I've heard semen is good for your skin though, so that pimple on my chin should clear right up.
Cookies. Watch out fir falling satellites.
Every time I try to stand up the back of my head feels like a bunch of little elves are beating the inside of my scalp with their toy making tools. What disease could this be?
I think I'm still drunk and I think you were in my dream (sadly, it was not a sexual bill murray one).
15 Things That Could NEVER Happen Anywhere But the South
Your friend, the one I told I would brush his teeth with my tongue, what's his name again?

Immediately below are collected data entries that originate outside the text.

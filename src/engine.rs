//! Main engine implementation

use crate::audio::{AudioBackend, SoundSource};
use crate::gl::GlContext;
use crate::input::{InputEvent, InputState};
use crate::logging::init_logging;
use crate::render::{RenderError, Renderer};
use crate::resources::{ResourceDirectories, Resources};
use crate::scene::{Camera, Scene};
use crate::EngineConfig;
use bevy_ecs::prelude::*;
use glam::{Vec3, Vec4};
use std::sync::Arc;
use std::time::Instant;

/// Wall-clock frame timing
#[derive(Debug, Clone)]
pub struct FrameClock {
    start: Instant,
    last: Instant,
    frame: u64,
}

impl Default for FrameClock {
    fn default() -> Self {
        Self::new()
    }
}

impl FrameClock {
    pub fn new() -> Self {
        let now = Instant::now();
        Self {
            start: now,
            last: now,
            frame: 0,
        }
    }

    /// Start a new frame, returning seconds since the previous one
    pub fn tick(&mut self) -> f32 {
        let now = Instant::now();
        let delta = now.duration_since(self.last).as_secs_f32();
        self.last = now;
        self.frame += 1;
        delta
    }

    /// Seconds since the clock was created
    pub fn time(&self) -> f32 {
        self.last.duration_since(self.start).as_secs_f32()
    }

    pub fn frame_count(&self) -> u64 {
        self.frame
    }
}

/// Owns the GL context and everything drawn through it
pub struct Engine {
    ctx: GlContext,
    config: EngineConfig,
    directories: ResourceDirectories,
    resources: Resources,
    scene: Scene,
    renderer: Renderer,
    input: InputState,
    clock: FrameClock,
    shut_down: bool,
}

impl Engine {
    pub fn new(ctx: GlContext, config: EngineConfig) -> Self {
        init_logging(&config.logging);
        let color = config.clear_color;
        let renderer = Renderer::new(
            config.width,
            config.height,
            Vec4::new(color[0], color[1], color[2], color[3]),
        );
        log::info!(
            "Engine '{}' created on {} ({}x{})",
            config.title,
            ctx.gl().name(),
            config.width,
            config.height
        );

        Self {
            directories: config.directories.clone(),
            ctx,
            config,
            resources: Resources::new(),
            scene: Scene::new(),
            renderer,
            input: InputState::new(),
            clock: FrameClock::new(),
            shut_down: false,
        }
    }

    /// Spawn a camera with the configured view settings.
    ///
    /// The first camera spawned becomes the primary camera. With
    /// `render_plane` the camera renders through its own framebuffer.
    pub fn spawn_camera(
        &mut self,
        name: &str,
        position: Vec3,
        render_plane: bool,
    ) -> Result<Entity, RenderError> {
        let mut camera = Camera::new(position, self.config.camera);
        if render_plane {
            camera.init_render_plane(&self.ctx, &self.resources)?;
        }
        let entity = self.scene.spawn(name);
        self.scene.insert(entity, camera);
        if self.scene.primary_camera().is_none() {
            self.scene.set_primary_camera(entity);
        }
        Ok(entity)
    }

    /// A sound source sweeping at the configured interval
    pub fn sound_source(&self, backend: Arc<dyn AudioBackend>) -> SoundSource {
        SoundSource::new(backend, self.config.sweep_interval())
    }

    /// Run one frame: apply input, clear, update behaviours and transforms,
    /// render, then `swap`. Returns the frame delta in seconds.
    ///
    /// A fatal render error aborts the frame before `swap`.
    pub fn frame(
        &mut self,
        events: &[InputEvent],
        swap: impl FnOnce(),
    ) -> Result<f32, RenderError> {
        self.ctx.assert_render_thread();
        let delta = self.clock.tick();
        let time = self.clock.time();

        for event in events {
            self.input.handle_event(event);
        }

        self.renderer.clear(&self.ctx);
        self.scene.update_behaviours(delta, time, &self.input);
        self.scene.update_transforms();
        self.renderer.render_scene(&self.ctx, &mut self.scene, time)?;

        swap();
        self.input.end_frame();
        Ok(delta)
    }

    pub fn resize(&mut self, width: u32, height: u32) {
        self.config.width = width;
        self.config.height = height;
        self.renderer.resize(width, height);
    }

    /// Release camera framebuffers, then every managed resource
    pub fn shutdown(&mut self) {
        if self.shut_down {
            return;
        }
        self.scene.release(&self.ctx);
        self.resources.release_all(&self.ctx);
        self.shut_down = true;
        log::info!("Engine shut down after {} frames", self.clock.frame_count());
    }

    pub fn context(&self) -> &GlContext {
        &self.ctx
    }

    pub fn config(&self) -> &EngineConfig {
        &self.config
    }

    pub fn directories(&self) -> &ResourceDirectories {
        &self.directories
    }

    pub fn directories_mut(&mut self) -> &mut ResourceDirectories {
        &mut self.directories
    }

    pub fn resources(&self) -> &Resources {
        &self.resources
    }

    pub fn scene(&self) -> &Scene {
        &self.scene
    }

    pub fn scene_mut(&mut self) -> &mut Scene {
        &mut self.scene
    }

    pub fn renderer(&self) -> &Renderer {
        &self.renderer
    }

    pub fn input(&self) -> &InputState {
        &self.input
    }

    pub fn clock(&self) -> &FrameClock {
        &self.clock
    }
}

impl Drop for Engine {
    fn drop(&mut self) {
        if !self.shut_down {
            log::warn!("Engine dropped without shutdown, GPU objects leak");
        }
    }
}
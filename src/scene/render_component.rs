//! Renderable component

use crate::resources::{Material, Mesh, ShaderProgram};
use bevy_ecs::prelude::*;
use std::sync::Arc;

/// Draws a mesh with a program and material at the entity's transform.
///
/// A renderer without a mesh or program is a fatal render error, so both are
/// checked every frame.
#[derive(Component, Debug, Default)]
pub struct MeshRenderer {
    pub mesh: Option<Arc<Mesh>>,
    pub shader: Option<Arc<ShaderProgram>>,
    pub material: Material,
}

impl MeshRenderer {
    pub fn new(mesh: Arc<Mesh>, shader: Arc<ShaderProgram>) -> Self {
        Self {
            mesh: Some(mesh),
            shader: Some(shader),
            material: Material::default(),
        }
    }

    pub fn with_material(mut self, material: Material) -> Self {
        self.material = material;
        self
    }
}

Going to a professional golf course at 2am to throw the flag poles like javelins
The bond between me and cheese is something no man can understand.
Why do I think he'd like to keep my hair in a box?

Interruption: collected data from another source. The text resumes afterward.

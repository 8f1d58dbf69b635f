//! Per-frame draw orchestration

use crate::gl::{GlContext, Viewport};
use crate::resources::{FrameBufferError, MeshError, ResourceError, ShaderError};
use crate::scene::{Camera, MeshRenderer, Name, Scene, Transform};
use glam::Vec4;
use thiserror::Error;

#[derive(Error, Debug, Clone, PartialEq)]
pub enum RenderError {
    #[error("Entity '{0}' has a renderer without a mesh")]
    MissingMesh(String),
    #[error("Entity '{0}' has a renderer without a shader")]
    MissingShader(String),
    #[error("Mesh '{mesh}' of entity '{entity}' is not ready")]
    MeshNotReady { entity: String, mesh: String },
    #[error("Scene has no primary camera")]
    NoPrimaryCamera,
    #[error(transparent)]
    Resource(#[from] ResourceError),
    #[error(transparent)]
    FrameBuffer(#[from] FrameBufferError),
    #[error(transparent)]
    Shader(#[from] ShaderError),
    #[error(transparent)]
    Mesh(#[from] MeshError),
}

/// Clears the default framebuffer and draws scenes from their primary camera
#[derive(Debug, Clone)]
pub struct Renderer {
    clear_color: Vec4,
    width: u32,
    height: u32,
}

impl Renderer {
    pub fn new(width: u32, height: u32, clear_color: Vec4) -> Self {
        Self {
            clear_color,
            width,
            height,
        }
    }

    pub fn resize(&mut self, width: u32, height: u32) {
        self.width = width;
        self.height = height;
    }

    pub fn size(&self) -> (u32, u32) {
        (self.width, self.height)
    }

    pub fn set_clear_color(&mut self, color: Vec4) {
        self.clear_color = color;
    }

    pub fn clear_color(&self) -> Vec4 {
        self.clear_color
    }

    /// Bind the default framebuffer and clear colour and depth
    pub fn clear(&self, ctx: &GlContext) {
        ctx.set_viewport(Viewport::sized(self.width, self.height));
        let gl = ctx.gl();
        gl.bind_framebuffer(0);
        gl.set_depth_test(true);
        gl.clear_color(self.clear_color.to_array());
        gl.clear(true, true);
    }

    /// Draw every `MeshRenderer` from the primary camera.
    ///
    /// Cameras with a render plane capture into their framebuffer and present
    /// it to the default framebuffer afterwards. Returns the number of draw
    /// calls issued; the first fatal error aborts the frame.
    pub fn render_scene(
        &self,
        ctx: &GlContext,
        scene: &mut Scene,
        time: f32,
    ) -> Result<usize, RenderError> {
        let camera_entity = scene.primary_camera().ok_or(RenderError::NoPrimaryCamera)?;
        let mut query = scene
            .world_mut()
            .query::<(Option<&Name>, &Transform, &MeshRenderer)>();
        let world = scene.world();
        let camera = world
            .get::<Camera>(camera_entity)
            .ok_or(RenderError::NoPrimaryCamera)?;

        camera.begin_capture(ctx);
        let mut draws = 0;
        for (name, transform, renderer) in query.iter(world) {
            let entity = name.map(Name::as_str).unwrap_or("<unnamed>");
            if let Err(e) = self.draw(ctx, camera, entity, transform, renderer, time) {
                camera.end_capture(ctx);
                log::error!("Render aborted: {}", e);
                return Err(e);
            }
            draws += 1;
        }
        camera.end_capture(ctx);

        if camera.has_render_plane() {
            ctx.set_viewport(Viewport::sized(self.width, self.height));
            camera.present(ctx, time);
        }
        log::trace!("Rendered {} draw calls", draws);
        Ok(draws)
    }

    fn draw(
        &self,
        ctx: &GlContext,
        camera: &Camera,
        entity: &str,
        transform: &Transform,
        renderer: &MeshRenderer,
        time: f32,
    ) -> Result<(), RenderError> {
        let mesh = renderer
            .mesh
            .as_ref()
            .ok_or_else(|| RenderError::MissingMesh(entity.to_string()))?;
        let shader = renderer
            .shader
            .as_ref()
            .ok_or_else(|| RenderError::MissingShader(entity.to_string()))?;
        if !mesh.is_ready() {
            return Err(RenderError::MeshNotReady {
                entity: entity.to_string(),
                mesh: mesh.name().to_string(),
            });
        }
        let material = &renderer.material;

        material.bind(ctx);
        mesh.bind(ctx);
        shader.bind(ctx);
        // glUniform targets the active program, so samplers follow the bind
        material.apply_samplers(ctx, shader);

        shader.set_uniform(ctx, "u_model", transform.model_matrix());
        shader.set_uniform(ctx, "u_normal_matrix", transform.normal_matrix());
        shader.set_uniform(ctx, "u_projection", camera.projection_matrix());
        shader.set_uniform(ctx, "u_view", camera.view_matrix());
        shader.set_uniform(ctx, "u_camera_position", camera.position);
        shader.set_uniform(ctx, "u_camera_target", camera.target());
        shader.set_uniform(ctx, "u_time", time);
        material.apply_colors(ctx, shader);

        mesh.draw(ctx);

        mesh.unbind(ctx);
        shader.unbind(ctx);
        material.unbind(ctx);
        Ok(())
    }
}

I want to tell everyone I've ever met about how he him picking me up and fucking me against the wall was the highlight of my life. Worst lesbian ever.
15 Times “Flight of the Conchords” Made You Feel Better About Being a Twenty-Something
I told him that I wanted his dick like I wanted a jumbo hot dog. There something wrong with my priorities
Apparently drunk me thought it was a good idea to buy $100 worth of band aids and stick them all over everything in the apartment.
Remember Christopher who always sends me pictures of his penis? Look to your right, boy in the blue.
You passed out and I didn't draw a penis on your face. Sister of the year.
I spent three hours in the ER last night to figure out that my friend just had to take a shit
Dude. I keep thinking about how I let a man gum my vagina.